Petit essai, à la fois court et dense, Mythes et mythologies politiques est une bonne introduction à la réfléchir les mythes d'une société dans leurs aspects sociaux et psychologiques tant collectifs qu'individuels. Souhaitant s'affranchir du cadre traditionnel des histoires des idées superposant les portraits de penseurs d'époques successives, Girardet se livre ici à une histoire des mythes qui façonnent les pensées, entre histoire des mentalités et psychologie sociale. Vaste sujet qui auteur prend le parti de se concentrer sur quatre mythes, qui ont résonné dans la France des XIXe et XXe siècles.
Le livre s'articule donc autour de quatre thèmes :
- le mythe du complot
- le mythe du sauveur
- le mythe de l'âge d'or
- le mythe de l'unité
A chaque fois, Girardet illustre à quel point les imageries d'Epinal, par-delà les différences de but politique visé ou de doctrines professées, se retrouvent.

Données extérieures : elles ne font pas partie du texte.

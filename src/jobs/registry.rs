//! Job kind registry
//!
//! Maps each job kind to its handler. Handlers receive a context carrying
//! the cancel token and a progress reporter; they observe cancellation at
//! every checkpoint and at each external call boundary.

use std::collections::HashMap;
use std::sync::Arc;
use std::time::{Duration, Instant};

use async_trait::async_trait;
use chrono::Utc;
use parking_lot::Mutex;
use tokio_util::sync::CancellationToken;
use tracing::debug;
use uuid::Uuid;

use crate::bus::EventBus;
use crate::error::{CoreError, CoreResult};
use crate::store::{Store, Versioned};
use crate::types::{EventDraft, EventKind, JobInput, JobKind, Room};

/// Rooms job events fan into for a given kind.
pub fn job_rooms(kind: JobKind) -> Vec<Room> {
    match kind {
        JobKind::BatchPredict => vec![Room::Admin, Room::Routes, Room::Predictions],
        _ => vec![Room::Admin, Room::Routes],
    }
}

/// Handler context: cancellation plus throttled progress reporting.
pub struct JobContext {
    pub job_id: Uuid,
    pub kind: JobKind,
    cancel: CancellationToken,
    store: Arc<dyn Store>,
    bus: EventBus,
    /// Throttle state: events go out at most once per interval.
    last_emit: Mutex<Option<Instant>>,
    emit_interval: Duration,
}

impl JobContext {
    pub fn new(
        job_id: Uuid,
        kind: JobKind,
        cancel: CancellationToken,
        store: Arc<dyn Store>,
        bus: EventBus,
    ) -> Self {
        Self {
            job_id,
            kind,
            cancel,
            store,
            bus,
            last_emit: Mutex::new(None),
            emit_interval: Duration::from_secs(1),
        }
    }

    pub fn cancel_token(&self) -> CancellationToken {
        self.cancel.clone()
    }

    pub fn is_cancelled(&self) -> bool {
        self.cancel.is_cancelled()
    }

    /// Checkpoint: bail out with `Cancelled` when the token fired.
    pub fn checkpoint(&self) -> CoreResult<()> {
        if self.is_cancelled() {
            Err(CoreError::Cancelled)
        } else {
            Ok(())
        }
    }

    /// Report progress. The job row is updated on every call (it drives
    /// orphan detection); `job.progress` events are throttled to at most one
    /// per second per job.
    pub async fn report(&self, progress: f64, note: &str) -> CoreResult<()> {
        let progress = progress.clamp(0.0, 1.0);

        if let Some(job) = self.store.get_job(self.job_id).await? {
            // Progress only increases while running.
            let mut updated = job.clone();
            updated.progress = job.progress.max(progress);
            updated.last_progress_at = Some(Utc::now());
            match self.store.update_job(Versioned::new(updated, job.version)).await {
                Ok(_) => {}
                Err(CoreError::VersionConflict { .. }) => {
                    // A cancel watchdog moved the row; the handler will see
                    // the token at its next checkpoint.
                    debug!("job {} progress lost a version race", self.job_id);
                }
                Err(other) => return Err(other),
            }
        }

        let emit = {
            let mut last = self.last_emit.lock();
            let due = last.map_or(true, |at| at.elapsed() >= self.emit_interval);
            if due {
                *last = Some(Instant::now());
            }
            due
        };
        if emit {
            self.bus.publish(
                &job_rooms(self.kind),
                EventDraft::new(
                    EventKind::JobProgress,
                    serde_json::json!({
                        "jobId": self.job_id,
                        "kind": self.kind,
                        "progress": progress,
                        "note": note,
                    }),
                ),
            );
        }
        Ok(())
    }
}

/// A job kind's implementation. Returns the result handle persisted on the
/// job row.
#[async_trait]
pub trait JobHandler: Send + Sync {
    async fn run(&self, input: JobInput, ctx: &JobContext) -> CoreResult<serde_json::Value>;
}

/// kind → handler.
#[derive(Default)]
pub struct JobRegistry {
    handlers: HashMap<JobKind, Arc<dyn JobHandler>>,
}

impl JobRegistry {
    pub fn new() -> Self {
        Self::default()
    }

    pub fn register(mut self, kind: JobKind, handler: Arc<dyn JobHandler>) -> Self {
        self.handlers.insert(kind, handler);
        self
    }

    pub fn get(&self, kind: JobKind) -> Option<Arc<dyn JobHandler>> {
        self.handlers.get(&kind).cloned()
    }
}
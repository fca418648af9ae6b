//! Routing provider abstraction
//!
//! Uses Valhalla for production, mock for tests.

mod valhalla;
pub mod polyline;

pub use valhalla::{ValhallaClient, ValhallaConfig};

use anyhow::Result;
use async_trait::async_trait;

use crate::services::geo;
use crate::types::Coordinates;

/// Pairwise distance/time matrices between locations.
#[derive(Debug, Clone)]
pub struct TravelMatrix {
    /// Distance in meters [i][j] from origin i to destination j
    pub distances: Vec<Vec<u64>>,
    /// Duration in seconds [i][j] from origin i to destination j
    pub durations: Vec<Vec<u64>>,
}

impl TravelMatrix {
    pub fn empty() -> Self {
        Self { distances: vec![], durations: vec![] }
    }

    pub fn distance(&self, from: usize, to: usize) -> u64 {
        self.distances[from][to]
    }

    pub fn duration(&self, from: usize, to: usize) -> u64 {
        self.durations[from][to]
    }
}

/// Turn-by-turn directions result for one waypoint sequence.
#[derive(Debug, Clone)]
pub struct RouteDirections {
    pub distance_m: u64,
    pub duration_s: u64,
    /// Encoded polyline (precision 6).
    pub polyline: String,
}

/// Routing provider trait for abstraction (Valhalla, mock, etc.)
#[async_trait]
pub trait RoutingProvider: Send + Sync {
    /// Square matrix over `locations` for the given departure minute.
    async fn matrix(&self, locations: &[Coordinates], depart_minute: u32) -> Result<TravelMatrix>;

    /// Directions along `waypoints` in order.
    async fn directions(&self, waypoints: &[Coordinates], depart_minute: u32) -> Result<RouteDirections>;

    /// Provider name for logging
    fn name(&self) -> &'static str;
}

/// Mock routing provider for tests and offline development.
/// Uses haversine distance × road coefficient at a fixed average speed.
pub struct MockRoutingProvider {
    average_speed_kmh: f64,
}

impl Default for MockRoutingProvider {
    fn default() -> Self {
        Self { average_speed_kmh: 30.0 }
    }
}

impl MockRoutingProvider {
    pub fn new() -> Self {
        Self::default()
    }

    pub fn with_speed(average_speed_kmh: f64) -> Self {
        Self { average_speed_kmh }
    }
}

#[async_trait]
impl RoutingProvider for MockRoutingProvider {
    async fn matrix(&self, locations: &[Coordinates], _depart_minute: u32) -> Result<TravelMatrix> {
        let n = locations.len();
        if n == 0 {
            return Ok(TravelMatrix::empty());
        }

        let mut distances = vec![vec![0u64; n]; n];
        let mut durations = vec![vec![0u64; n]; n];

        for i in 0..n {
            for j in 0..n {
                if i != j {
                    distances[i][j] = geo::approx_road_distance_m(&locations[i], &locations[j]);
                    durations[i][j] =
                        geo::approx_travel_time_s(&locations[i], &locations[j], self.average_speed_kmh);
                }
            }
        }

        Ok(TravelMatrix { distances, durations })
    }

    async fn directions(&self, waypoints: &[Coordinates], _depart_minute: u32) -> Result<RouteDirections> {
        let mut distance_m = 0u64;
        let mut duration_s = 0u64;
        for pair in waypoints.windows(2) {
            distance_m += geo::approx_road_distance_m(&pair[0], &pair[1]);
            duration_s += geo::approx_travel_time_s(&pair[0], &pair[1], self.average_speed_kmh);
        }

        Ok(RouteDirections {
            distance_m,
            duration_s,
            polyline: polyline::encode(waypoints, 6),
        })
    }

    fn name(&self) -> &'static str {
        "mock"
    }
}

/// Create a routing provider with automatic Valhalla detection and fallback.
///
/// Tries Valhalla if a URL is provided, falls back to the mock provider when
/// it is unavailable or not configured.
pub async fn create_routing_provider_with_fallback(
    valhalla_url: Option<String>,
) -> Box<dyn RoutingProvider> {
    use tracing::{info, warn};

    if let Some(url) = valhalla_url {
        let client = ValhallaClient::new(ValhallaConfig::new(&url));
        match client.health_check().await {
            Ok(()) => {
                info!("Valhalla routing provider available at {}", url);
                return Box::new(client);
            }
            Err(e) => {
                warn!("Valhalla not available at {}: {}. Falling back to mock routing.", url, e);
            }
        }
    }

    info!("Using mock routing provider (Valhalla not configured or unavailable)");
    Box::new(MockRoutingProvider::new())
}
//! Demand prediction types

use chrono::{DateTime, NaiveDate, Utc};
use serde::{Deserialize, Serialize};
use sqlx::FromRow;
use uuid::Uuid;

/// One customer/date prediction from the external predictor.
#[derive(Debug, Clone, Serialize, Deserialize)]
#[serde(rename_all = "camelCase")]
pub struct Prediction {
    pub customer_id: Uuid,
    pub date: NaiveDate,
    /// Predicted cylinder count for the customer's usual size.
    pub quantity: u32,
    /// `[0.0, 1.0]`
    pub confidence: f64,
}

/// Groups the predictions of one predictor run.
#[derive(Debug, Clone, Serialize, Deserialize, FromRow)]
#[serde(rename_all = "camelCase")]
pub struct PredictionBatch {
    pub id: Uuid,
    pub date: NaiveDate,
    pub customer_count: i32,
    pub draft_count: i32,
    pub created_at: DateTime<Utc>,
}

impl PredictionBatch {
    pub fn new(date: NaiveDate) -> Self {
        Self {
            id: Uuid::new_v4(),
            date,
            customer_count: 0,
            draft_count: 0,
            created_at: Utc::now(),
        }
    }
}

#[cfg(test)]
mod tests {
    use super::*;

    #[test]
    fn test_prediction_wire_form() {
        let json = r#"{"customerId":"00000000-0000-0000-0000-000000000001","date":"2026-03-02","quantity":2,"confidence":0.87}"#;
        let p: Prediction = serde_json::from_str(json).unwrap();
        assert_eq!(p.quantity, 2);
        assert!((p.confidence - 0.87).abs() < f64::EPSILON);
    }
}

Le mythe de l'unité, louée par Michelet, De Maistre ou Fourier (il est vrai contre le positionnement libéral de Franklin qui fait l'éloge de la diversité) et la recherche d'un outil permettant sa restauration.
Le mythe de l'âge d'or loué par Péguy (renouer avec le village bucolique) Rousseau (renouer avec le temps d'avant la civilisation) et Saint Just (renouer avec les Romains) et ses images de pureté originelle partagées.
Le mythe du complot, tapis dans l'ombre que son auteur supposé soit le juif, le franc-maçon ou le jésuite, avec ses personnages obscurs, ses rituels initiatiques et la crainte de la corruption charnelle et morale.
Le mythe du sauveur, qui rallie toujours les mêmes figures, qu'il s'agisse de l'homme d'expérience revenant sauver sa patrie (Cincinattus), du conquérant jeune et irrésistible (Alexandre), du sage législateur posant le socle de la cité pour les générations à venir (Solon) ou du prophète visionnaire de l'avenir auquel il prépare son peuple (Moïse) et qui fut appliqué à Napoléon, de Gaulle, Petain... et même à Gaston Doumergue ou Antoine Pinay, Cincinnatus de nos Républiques passées, et dont l'effervescence qu'accompagna en France leurs retours aux affaires (en 1934 et 1952) est aujourd'hui aussi oubliée que leurs noms et leurs principales réalisations.
Si on n'est pas obligé à la fin, d'adhérer entièrement à cette idée d'un inconscient social qui viendrait déterminer la pensée idéologique au point de rendre assez peu différents, à la reflexion, les aspirations d'apparence contradictoires, il reste en revanche une sensation de pertinence encore actuelle de ces quatre grands thèmes soulevé par Girardet pour comprendre notre pensée collective.
A l'heure des Qanon dénonçant des complots imaginaires, de la nostalgie de la France des Trente Glorieuses, de la Recherche du sauveur à chaque présidentielle, et de l'éloge permanent de l'unité dans une France où l'on ne se parlerait supposément plus, les mythes décrits par Girardet restent plus que jamais d'une brûlante actualité, trente après.
Une belle réussite.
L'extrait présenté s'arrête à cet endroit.